AUGUSTA — Lawmakers who are also military veterans were angered Tuesday when a host of their colleagues switched votes on a bill that would have required public schools to give recruiters in uniform access to school grounds.
According to the Maine Department of Education, a handful of schools in Maine have disallowed uniformed recruiters but those opposed to the legislation said there was no evidence recruiters in uniform were being barred.
The bill was offered by the administration of Maine’s Republican Gov. Paul LePage.
Republicans who supported the bill, LD 1503, noted 20 Democrats who voted for the measure on June 4, voted against it Tuesday.
The measure received 97 votes but needed 101 to be enacted as a mandate. The Senate later passed the bill 33-0. A third vote on the measure late Tuesday gained only 96 votes with 45 opposed, effectively killing the bill.
Rep. Peggy Rotundo, D-Lewiston, a former member of the Lewiston School Committee, said she voted against the bill because it was unnecessary and there wasn’t a problem with uniformed recruiters gaining access to Maine schools.
“It felt like an unnecessary law to me,” Rotundo said. “We already allow for military recruiters in our schools.”
But Rotundo voted for the bill on June 4, joining 114 other House members who supported it. She changed her vote Tuesday, according to legislative voting records.
Rep. Nathan Libby, D-Lewiston, voted against the bill as well but had done so consistently. Libby said there was no evidence that recruiters were being kept out of schools despite concerns from some recruiters in Maine.
“I’m more inclined to believe our local superintendents than a military recruiter,” Libby said.
The issue first came to the attention of lawmakers from Maine Department of Education Commissioner Stephen Bowen, who told lawmakers he had been contacted by a recruiter who said there were a handful of schools that disallowed uniformed recruiters.
That recruiter also noted other issues with the schools that made it difficult for recruiters to gain access.
Rep. Corey Wilson, R-Augusta, a Marine Corps veteran, said he was shocked by the vote switching Tuesday.
Wilson shared some of the contents of a message emailed to Bowen on Tuesday night during a third debate on the bill but most who voted against the measure were not swayed.
“I think it’s a slap in the face to the military in general,” Wilson said. “It’s wrong to say to a military recruiter, ‘Thank you for your service but leave your uniform at the door when you come into one of our schools.'”
LePage also weighed in on the House vote in a statement issued late Tuesday.
“It is a disgrace they have denied our American heroes in uniform the opportunity to speak with Maine students,” LePage said. “Their claim in blocking my bill was that there was no proof of a problem, despite the Maine National Guard’s recruiters repeatedly saying there are issues.”
Like Wilson, LePage called the vote a “slap in the face to Maine’s long and proud history of service to this country.”
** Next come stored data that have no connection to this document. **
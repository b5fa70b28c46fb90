/// A non-blocking, unordered, unreliable transport supplied by the
/// embedder (typically a UDP socket, or an in-process loopback for tests).
///
/// `send_to` is best-effort; drops are tolerated, the retransmit window
/// recovers. `receive_all` must return every packet received since the
/// previous call and must not block. There is no `free_data` analogue:
/// returned buffers are owned `Vec<u8>`s, freed by ordinary drop.
pub trait NonBlockingSocket<A> {
    fn send_to(&mut self, addr: &A, data: &[u8]);
    fn receive_all(&mut self) -> Vec<(A, Vec<u8>)>;
}
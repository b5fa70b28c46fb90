use crate::advantage::AdvantageHistory;
use crate::config::Config;
use crate::error::Error;
use crate::events::{GameEvent, GameEventPool, SessionEvent, SessionEventPool};
use crate::net::message_system::MessageSystem;
use crate::net::transport::NonBlockingSocket;
use crate::player::NetworkStats;
use crate::session::builder::ActorLists;
use crate::storage::StateStorage;
use crate::sync::SyncSystem;
use crate::{Frame, Handle, NULL_FRAME};

/// A peer-to-peer session: predicts local frame advance ahead of confirmed
/// remote input, rolls back and resimulates on misprediction, and exchanges
/// confirmed input and (optionally) desync checksums with its peers.
///
/// This is the only variant that rolls back. A session with no remotes
/// still runs through the same machinery; it simply never has an incorrect
/// prediction to resolve, since its own input is always immediately known.
pub struct GameSession<A> {
    config: Config,
    sync: SyncSystem,
    storage: StateStorage,
    advantage: AdvantageHistory,
    msg: MessageSystem<A>,
    game_events: GameEventPool,
    session_events: SessionEventPool,
    started: bool,
    last_saved_frame: Frame,
    locals: Vec<Handle>,
}

impl<A: Clone + PartialEq> GameSession<A> {
    pub(crate) fn new(config: Config, actors: ActorLists<A>) -> Self {
        let mut msg = MessageSystem::new(config.input_size);
        for &h in &actors.locals {
            msg.add_local(h);
        }
        for (h, addr) in &actors.remotes {
            // every remote supplies exactly its own handle's input in a
            // two-or-more-player session; there is no host relay here.
            msg.add_remote(*h, addr.clone(), vec![*h]);
        }
        for (h, addr) in &actors.spectators {
            msg.add_spectator(*h, addr.clone());
        }
        Self {
            sync: SyncSystem::new(
                config.num_players,
                config.input_size,
                config.input_buffer_capacity(),
                config.input_prediction_window,
            ),
            storage: StateStorage::new(config.state_storage_capacity(), config.state_size),
            advantage: AdvantageHistory::new(),
            msg,
            game_events: GameEventPool::new(),
            session_events: SessionEventPool::new(),
            started: false,
            last_saved_frame: NULL_FRAME,
            locals: actors.locals,
            config,
        }
    }

    pub fn set_local_input_delay(&mut self, handle: Handle, delay: usize) -> Result<(), Error> {
        if !self.locals.contains(&handle) {
            return Err(Error::InvalidHandle);
        }
        self.sync.set_delay(handle, delay);
        Ok(())
    }

    /// Queues `bytes` as the local contribution for the current frame. Must
    /// be called once per local handle, every tick, before
    /// [`Self::update_session`].
    pub fn add_local_input(&mut self, handle: Handle, bytes: &[u8]) -> Result<(), Error> {
        if !self.locals.contains(&handle) {
            return Err(Error::InvalidHandle);
        }
        if bytes.len() != self.config.input_size {
            return Err(Error::InvalidRequest {
                info: "input does not match the configured input_size".to_string(),
            });
        }
        let frame = self.sync.current_frame();
        self.sync.add_local_input(handle, frame, bytes);
        self.msg.mark_local_frame(frame);
        Ok(())
    }

    pub fn network_stats(&self, handle: Handle) -> Option<NetworkStats> {
        self.msg.network_stats(handle)
    }

    /// Positive means the local side is running ahead of its peers and
    /// should consider slowing down; negative means it should speed up.
    pub fn frames_ahead(&self) -> f32 {
        self.advantage.get_average_advantage()
    }

    /// Drains and returns the session lifecycle events produced by the most
    /// recent [`Self::update_session`] call.
    pub fn session_events(&mut self) -> Vec<SessionEvent> {
        self.session_events.drain()
    }

    /// Advances the session's network and rollback machinery by one tick,
    /// returning the ordered list of requests the embedder must fulfill.
    pub fn update_session(&mut self, socket: &mut dyn NonBlockingSocket<A>, now_ms: u64) -> Vec<GameEvent> {
        self.session_events.reset();
        self.game_events.reset();

        self.msg.drive_handshake(now_ms);
        self.msg.poll(
            socket,
            &mut self.sync,
            &mut self.session_events,
            &mut self.advantage,
            self.advantage.get_local_advantage(),
            self.config.num_players,
            now_ms,
        );
        self.msg.handle_too_far_behind(now_ms, &mut self.session_events);

        let min_received = self.sync.get_min_received_frame();
        if min_received != NULL_FRAME {
            self.advantage
                .set_local_advantage(self.sync.current_frame() as i32 - min_received as i32);
        }
        self.advantage.update_history(self.sync.current_frame());

        self.msg.assemble_outbound_inputs(&mut self.sync);
        self.msg.send_network_health_if_due(now_ms);

        if !self.started {
            if self.msg.all_connected() {
                self.started = true;
                self.session_events.push(SessionEvent::SessionStarted);
            } else {
                self.msg.flush(socket);
                return self.game_events.drain();
            }
        }

        self.fill_disconnected_inputs();
        self.handle_rollback();
        self.handle_confirmed_frame_saving();

        if self.config.desync_detection && self.last_saved_frame != NULL_FRAME {
            let cell = self.storage.get(self.last_saved_frame);
            let (frame, _, checksum) = cell.load();
            if frame == self.last_saved_frame {
                self.msg.send_session_health(frame, checksum);
            }
        }
        self.msg.cross_reference_health(&mut self.session_events);

        if let Some((frame, inputs)) = self.sync.get_current_inputs() {
            self.game_events.push(GameEvent::Advance {
                frame,
                inputs,
                rolling_back: false,
            });
            if self.should_save_every_tick(frame) {
                let cell = self.storage.get(frame);
                self.game_events.push(GameEvent::Save { frame, cell });
                self.last_saved_frame = frame;
            }
            self.sync.increment_frame();
        }

        self.msg.flush(socket);
        self.game_events.drain()
    }

    /// Outside limited saving, every advance gets its own snapshot. Under
    /// limited saving, a multiplayer session instead relies on
    /// `handle_rollback`/`handle_confirmed_frame_saving` to keep the single
    /// save point fresh, but a local-only session never rolls back at all,
    /// so it still needs a direct periodic save to have anything to restart
    /// from, taken every `input_prediction_window` frames.
    fn should_save_every_tick(&self, frame: Frame) -> bool {
        if !self.config.limited_saving {
            return true;
        }
        self.msg.remotes().is_empty()
            && self.config.input_prediction_window > 0
            && frame % self.config.input_prediction_window as Frame == 0
    }

    fn fill_disconnected_inputs(&mut self) {
        let current = self.sync.current_frame();
        let zero = vec![0u8; self.config.input_size];
        let owners: Vec<Handle> = self
            .msg
            .disconnected_remotes()
            .flat_map(|p| p.owns_handles.iter().copied())
            .collect();
        for handle in owners {
            loop {
                let last = self.sync.get_last_received_from(handle);
                if last >= current - 1 {
                    break;
                }
                if !self.sync.add_remote_input(handle, last + 1, &zero) {
                    break;
                }
            }
        }
    }

    /// Implements the rollback procedure: on the first confirmed
    /// misprediction, reloads the last-known-good state and resimulates
    /// forward to the frame the session was about to advance to, requesting
    /// a fresh save at each resimulated frame (or only at the rollback
    /// frontier, under limited saving).
    fn handle_rollback(&mut self) {
        if self.config.input_prediction_window == 0 || self.msg.remotes().is_empty() {
            return;
        }

        if self.last_saved_frame == NULL_FRAME {
            // Bootstrap: capture frame -1 so the very first rollback has
            // something to reload from.
            let bootstrap_frame = self.sync.current_frame() - 1;
            self.sync.set_current_frame(bootstrap_frame);
            let cell = self.storage.get(bootstrap_frame);
            self.game_events.push(GameEvent::Save {
                frame: bootstrap_frame,
                cell,
            });
            self.last_saved_frame = bootstrap_frame;
            self.sync.increment_frame();
            return;
        }

        let min_incorrect = self.sync.get_min_incorrect_frame();
        if min_incorrect == NULL_FRAME {
            return;
        }

        let resume_at = self.sync.current_frame();
        let sync_frame = if self.config.limited_saving {
            self.last_saved_frame
        } else {
            min_incorrect - 1
        };
        let save_frontier = (resume_at - 1).min(min_incorrect);

        self.sync.set_current_frame(sync_frame);
        let load_cell = self.storage.get(sync_frame);
        self.game_events.push(GameEvent::Load {
            frame: sync_frame,
            cell: load_cell,
        });
        self.sync.increment_frame();

        while self.sync.current_frame() < resume_at {
            let frame = self.sync.current_frame();
            if let Some((f, inputs)) = self.sync.get_current_inputs() {
                self.game_events.push(GameEvent::Advance {
                    frame: f,
                    inputs,
                    rolling_back: true,
                });
                if !self.config.limited_saving || frame == save_frontier {
                    let cell = self.storage.get(frame);
                    self.game_events.push(GameEvent::Save { frame, cell });
                    self.last_saved_frame = frame;
                }
            }
            self.sync.increment_frame();
        }

        self.sync.clear_incorrect_up_to(resume_at - 1);
    }

    /// Under limited saving, periodically replaces the single save point
    /// with a resimulated, more-recently-confirmed frame so the next
    /// rollback does not have to resimulate an ever-growing tail.
    fn handle_confirmed_frame_saving(&mut self) {
        if !self.config.limited_saving || self.msg.remotes().is_empty() {
            return;
        }
        let resume_at = self.sync.current_frame();
        if resume_at - (self.last_saved_frame + 1) <= self.config.input_prediction_window as Frame {
            return;
        }
        let min_received = self.sync.get_min_received_frame();
        let target = (resume_at - 1).min(min_received);
        if target <= self.last_saved_frame {
            return;
        }

        let cell = self.storage.get(self.last_saved_frame);
        self.game_events.push(GameEvent::Load {
            frame: self.last_saved_frame,
            cell,
        });
        self.sync.set_current_frame(self.last_saved_frame + 1);

        while self.sync.current_frame() <= target {
            let frame = self.sync.current_frame();
            if let Some((f, inputs)) = self.sync.get_current_inputs() {
                self.game_events.push(GameEvent::Advance {
                    frame: f,
                    inputs,
                    rolling_back: true,
                });
            }
            if frame == target {
                let cell = self.storage.get(frame);
                self.game_events.push(GameEvent::Save { frame, cell });
                self.last_saved_frame = frame;
            }
            self.sync.increment_frame();
        }

        self.sync.set_current_frame(resume_at);
    }
}
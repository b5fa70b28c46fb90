use std::collections::{BTreeMap, VecDeque};

use crate::{Frame, Handle};

/// Number of SyncRequest/SyncResponse round trips required before a peer
/// transitions from `Initiating` to `Connected`.
pub const NUM_TO_SYNC: u8 = 4;

/// How many RTT samples [`PeerStats`] keeps for jitter/average reporting.
const RTT_HISTORY: usize = 10;

/// How far behind the locally-acknowledged frame a peer's session-health
/// entry may lag before it is evicted.
pub const SESSION_HEALTH_EVICTION_WINDOW: Frame = 128;

/// Defines how an actor participates in the session.
#[derive(Debug, Clone, Copy, PartialEq, Eq)]
pub enum PlayerType {
    /// Plays on this device; contributes local input.
    Local,
    /// Plays on a remote device; requires a handshake before its input
    /// arrives.
    Remote,
    /// Observes a remote device's confirmed inputs; never predicts, never
    /// rolls back, and never contributes input.
    Spectator,
}

#[derive(Debug, Clone, Copy, PartialEq, Eq)]
pub enum PeerStatus {
    Initiating,
    Connected,
    Disconnected,
}

/// Round-trip-time and liveness bookkeeping for one peer.
#[derive(Debug, Clone, Default)]
pub struct PeerStats {
    pub rtt_samples: VecDeque<u32>,
    pub last_acked_frame: Frame,
    pub last_sent_sync_ms: u64,
    pub last_received_message_ms: u64,
    pub last_network_check_ms: u64,
}

impl PeerStats {
    pub fn push_rtt(&mut self, rtt_ms: u32) {
        self.rtt_samples.push_back(rtt_ms);
        while self.rtt_samples.len() > RTT_HISTORY {
            self.rtt_samples.pop_front();
        }
    }

    pub fn last_rtt(&self) -> u32 {
        self.rtt_samples.back().copied().unwrap_or(0)
    }

    pub fn avg_rtt(&self) -> f32 {
        if self.rtt_samples.is_empty() {
            return 0.0;
        }
        self.rtt_samples.iter().sum::<u32>() as f32 / self.rtt_samples.len() as f32
    }

    pub fn jitter_ms(&self) -> f32 {
        if self.rtt_samples.len() < 2 {
            return 0.0;
        }
        let avg = self.avg_rtt();
        let variance = self
            .rtt_samples
            .iter()
            .map(|&v| (v as f32 - avg).powi(2))
            .sum::<f32>()
            / self.rtt_samples.len() as f32;
        variance.sqrt()
    }
}

/// Derived, read-only network statistics exposed through the public control
/// surface's `network_stats` call.
#[derive(Debug, Clone, Copy, Default)]
pub struct NetworkStats {
    pub last_rtt_ms: u32,
    pub avg_rtt_ms: f32,
    pub jitter_ms: f32,
}

impl From<&PeerStats> for NetworkStats {
    fn from(stats: &PeerStats) -> Self {
        Self {
            last_rtt_ms: stats.last_rtt(),
            avg_rtt_ms: stats.avg_rtt(),
            jitter_ms: stats.jitter_ms(),
        }
    }
}

/// A remote or spectator actor: its connection state machine, handshake
/// progress, address, and per-frame checksum reports from that peer.
///
/// Local actors do not get a `Peer` record — they have no connection state,
/// only an entry in the sync system's input buffers.
#[derive(Debug, Clone)]
pub struct Peer<A> {
    pub handle: Handle,
    pub player_type: PlayerType,
    pub address: A,
    /// This session's own magic, stamped on outgoing packets to this peer.
    pub session_magic: u16,
    /// The peer's own session magic, learned from its `SyncRequest`/
    /// `SyncResponse`; stamped onto outgoing packets addressed to them so
    /// they can validate the packet is meant for their session.
    pub peer_magic: u16,
    pub sync_num: u8,
    pub status: PeerStatus,
    pub stats: PeerStats,
    pub session_health: BTreeMap<Frame, u32>,
    pub network_health_pending: bool,
    /// The locally-owned player handles this remote peer supplies input for.
    pub owns_handles: Vec<Handle>,
}

impl<A> Peer<A> {
    pub fn new(handle: Handle, player_type: PlayerType, address: A, session_magic: u16) -> Self {
        Self {
            handle,
            player_type,
            address,
            session_magic,
            peer_magic: 0,
            sync_num: 0,
            status: PeerStatus::Initiating,
            stats: PeerStats::default(),
            session_health: BTreeMap::new(),
            network_health_pending: false,
            owns_handles: Vec::new(),
        }
    }

    pub fn evict_stale_health(&mut self) {
        let cutoff = self.stats.last_acked_frame - SESSION_HEALTH_EVICTION_WINDOW;
        self.session_health.retain(|&frame, _| frame >= cutoff);
    }
}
Lawmakers who changed their vote on the issue include: Reps. Janice Cooper, D-Yarmouth; Jennifer DeChant, D-Bath; James Dill, D-Old Town; Jeffrey Evangelos, I-Friendship; Lori Fowle, D-Vassalboro; Adam Goode, D-Bangor, Gay Grant, D-Gardiner; Erik Jorgensen, D-Portland; Chuck Kruger, D-Thomaston; Walter Kumiega, D-Deer Isle; Bruce MacDonald, D-Boothbay, Ann-Marie Mastraccio, D-Sanford; Andrew McLean, D-Gorham; Matthew Moonen, D-Portland; Catherine Nadeau, D-Winslow; Mary Nelson, D-Falmouth; Helen Rankin, D-Hiram; Linda Sanborn, D-Gorham and Ryan Tipping-Spitz, D-Orono.
In a third vote on the measure Tuesday Dill, Fowle, Kumiega, McLean and Nadeau voted in support of the bill.
Democrats who voted against the bill, including Tipping-Spitz, said the military and military service was being used to gain a political advantage when there was little evidence the measure was needed in Maine.
Rep. Joshua Plante, D-Berwick, said some of the information being presented by Republicans was just false. He said Noble High School was one of the schools that was identified as not letting uniformed recruiters in but when he checked with the superintendent he was told there was no such policy there.
“It is untrue,” Plante said. “This is unbelievable, this is a lie. I’m not going to accept a lie and I don’t appreciate that my school has been labeled as one that does this when it is not true – just to push a political agenda.”
Rep. Jarrod Crockett, R-Bethel, an Army veteran, said he wouldn’t be surprised if there was a citizens initiative started in Maine that would require schools to give uniformed recruiters access.
“I think it is in the best interest of the student,” Crockett said. “You’re giving kids who have no direction a possible direction.”
He said many of the veterans in the Legislature would likely not be there, were it not for a recruiter or another military member that inspired them at some point in their lives.